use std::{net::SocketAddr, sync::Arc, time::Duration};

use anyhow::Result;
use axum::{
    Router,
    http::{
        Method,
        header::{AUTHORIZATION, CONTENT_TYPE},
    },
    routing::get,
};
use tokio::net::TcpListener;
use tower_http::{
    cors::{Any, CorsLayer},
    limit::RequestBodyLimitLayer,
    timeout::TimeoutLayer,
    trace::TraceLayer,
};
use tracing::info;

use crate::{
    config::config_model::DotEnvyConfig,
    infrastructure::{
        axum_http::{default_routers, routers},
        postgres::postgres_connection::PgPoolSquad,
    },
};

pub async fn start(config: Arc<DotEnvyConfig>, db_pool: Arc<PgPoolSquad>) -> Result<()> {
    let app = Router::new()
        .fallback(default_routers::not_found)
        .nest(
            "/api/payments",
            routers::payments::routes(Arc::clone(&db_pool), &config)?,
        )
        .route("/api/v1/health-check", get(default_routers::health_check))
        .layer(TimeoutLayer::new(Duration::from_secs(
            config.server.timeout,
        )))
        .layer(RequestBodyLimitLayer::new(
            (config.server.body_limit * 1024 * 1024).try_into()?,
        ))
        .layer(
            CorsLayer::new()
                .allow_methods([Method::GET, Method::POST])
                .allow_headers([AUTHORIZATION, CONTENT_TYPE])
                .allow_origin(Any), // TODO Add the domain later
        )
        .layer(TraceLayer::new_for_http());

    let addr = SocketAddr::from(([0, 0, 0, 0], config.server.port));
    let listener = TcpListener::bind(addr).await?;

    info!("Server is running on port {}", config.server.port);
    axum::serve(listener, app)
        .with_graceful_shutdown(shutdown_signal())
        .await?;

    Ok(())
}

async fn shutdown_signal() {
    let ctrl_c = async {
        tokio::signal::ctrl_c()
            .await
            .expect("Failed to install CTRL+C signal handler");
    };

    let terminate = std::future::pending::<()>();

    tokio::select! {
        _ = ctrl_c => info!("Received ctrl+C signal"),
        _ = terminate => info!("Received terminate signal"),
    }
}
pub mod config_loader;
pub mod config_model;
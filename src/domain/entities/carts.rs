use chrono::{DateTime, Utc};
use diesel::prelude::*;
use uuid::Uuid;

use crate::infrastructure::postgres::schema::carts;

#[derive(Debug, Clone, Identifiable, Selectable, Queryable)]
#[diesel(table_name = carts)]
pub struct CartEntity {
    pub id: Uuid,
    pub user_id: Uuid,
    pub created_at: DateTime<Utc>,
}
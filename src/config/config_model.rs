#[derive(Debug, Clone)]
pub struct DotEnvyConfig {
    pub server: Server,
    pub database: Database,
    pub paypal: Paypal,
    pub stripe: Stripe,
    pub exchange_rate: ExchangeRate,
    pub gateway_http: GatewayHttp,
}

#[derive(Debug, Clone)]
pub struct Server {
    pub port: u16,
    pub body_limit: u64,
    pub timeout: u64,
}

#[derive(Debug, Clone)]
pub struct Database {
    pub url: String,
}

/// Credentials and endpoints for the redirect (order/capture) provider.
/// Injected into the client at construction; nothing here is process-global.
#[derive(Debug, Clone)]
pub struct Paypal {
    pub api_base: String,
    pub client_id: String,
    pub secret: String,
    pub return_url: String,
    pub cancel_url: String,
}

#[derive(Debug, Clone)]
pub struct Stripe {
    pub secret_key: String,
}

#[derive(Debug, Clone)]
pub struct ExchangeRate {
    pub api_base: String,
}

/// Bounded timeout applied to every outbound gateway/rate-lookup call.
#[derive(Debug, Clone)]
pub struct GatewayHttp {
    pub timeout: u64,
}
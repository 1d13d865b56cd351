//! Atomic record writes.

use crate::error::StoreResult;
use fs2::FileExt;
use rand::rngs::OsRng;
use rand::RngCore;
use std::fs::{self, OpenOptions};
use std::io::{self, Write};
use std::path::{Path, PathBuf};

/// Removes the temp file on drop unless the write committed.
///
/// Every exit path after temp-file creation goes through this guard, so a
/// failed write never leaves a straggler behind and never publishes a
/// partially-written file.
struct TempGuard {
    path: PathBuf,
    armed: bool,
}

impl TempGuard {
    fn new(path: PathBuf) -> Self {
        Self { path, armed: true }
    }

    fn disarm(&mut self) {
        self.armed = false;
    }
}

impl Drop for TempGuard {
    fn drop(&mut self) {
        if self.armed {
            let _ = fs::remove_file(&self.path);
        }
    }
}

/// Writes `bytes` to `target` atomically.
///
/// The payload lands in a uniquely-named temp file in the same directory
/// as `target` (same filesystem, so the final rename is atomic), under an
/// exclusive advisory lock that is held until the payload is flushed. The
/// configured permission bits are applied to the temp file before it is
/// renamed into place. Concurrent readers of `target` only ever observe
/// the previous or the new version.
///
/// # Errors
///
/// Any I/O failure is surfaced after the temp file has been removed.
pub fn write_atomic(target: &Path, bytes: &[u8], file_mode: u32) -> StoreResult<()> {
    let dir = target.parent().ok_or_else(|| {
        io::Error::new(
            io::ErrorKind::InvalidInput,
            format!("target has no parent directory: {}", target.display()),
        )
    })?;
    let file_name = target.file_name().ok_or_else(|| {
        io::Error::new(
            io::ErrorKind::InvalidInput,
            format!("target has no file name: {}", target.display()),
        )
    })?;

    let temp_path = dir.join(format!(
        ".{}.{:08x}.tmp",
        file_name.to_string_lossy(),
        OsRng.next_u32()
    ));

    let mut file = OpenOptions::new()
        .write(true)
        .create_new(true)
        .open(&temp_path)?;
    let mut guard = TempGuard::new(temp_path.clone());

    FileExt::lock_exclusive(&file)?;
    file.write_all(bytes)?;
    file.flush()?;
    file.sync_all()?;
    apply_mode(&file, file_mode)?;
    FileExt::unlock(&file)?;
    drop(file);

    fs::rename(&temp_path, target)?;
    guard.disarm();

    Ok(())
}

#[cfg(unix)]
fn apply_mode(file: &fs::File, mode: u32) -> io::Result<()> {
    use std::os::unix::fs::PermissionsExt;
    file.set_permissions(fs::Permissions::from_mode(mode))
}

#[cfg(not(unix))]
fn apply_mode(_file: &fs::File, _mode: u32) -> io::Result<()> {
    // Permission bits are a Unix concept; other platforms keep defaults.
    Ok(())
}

----

State the number of lines in the data above that include the word "impl", leaving out any other words.

2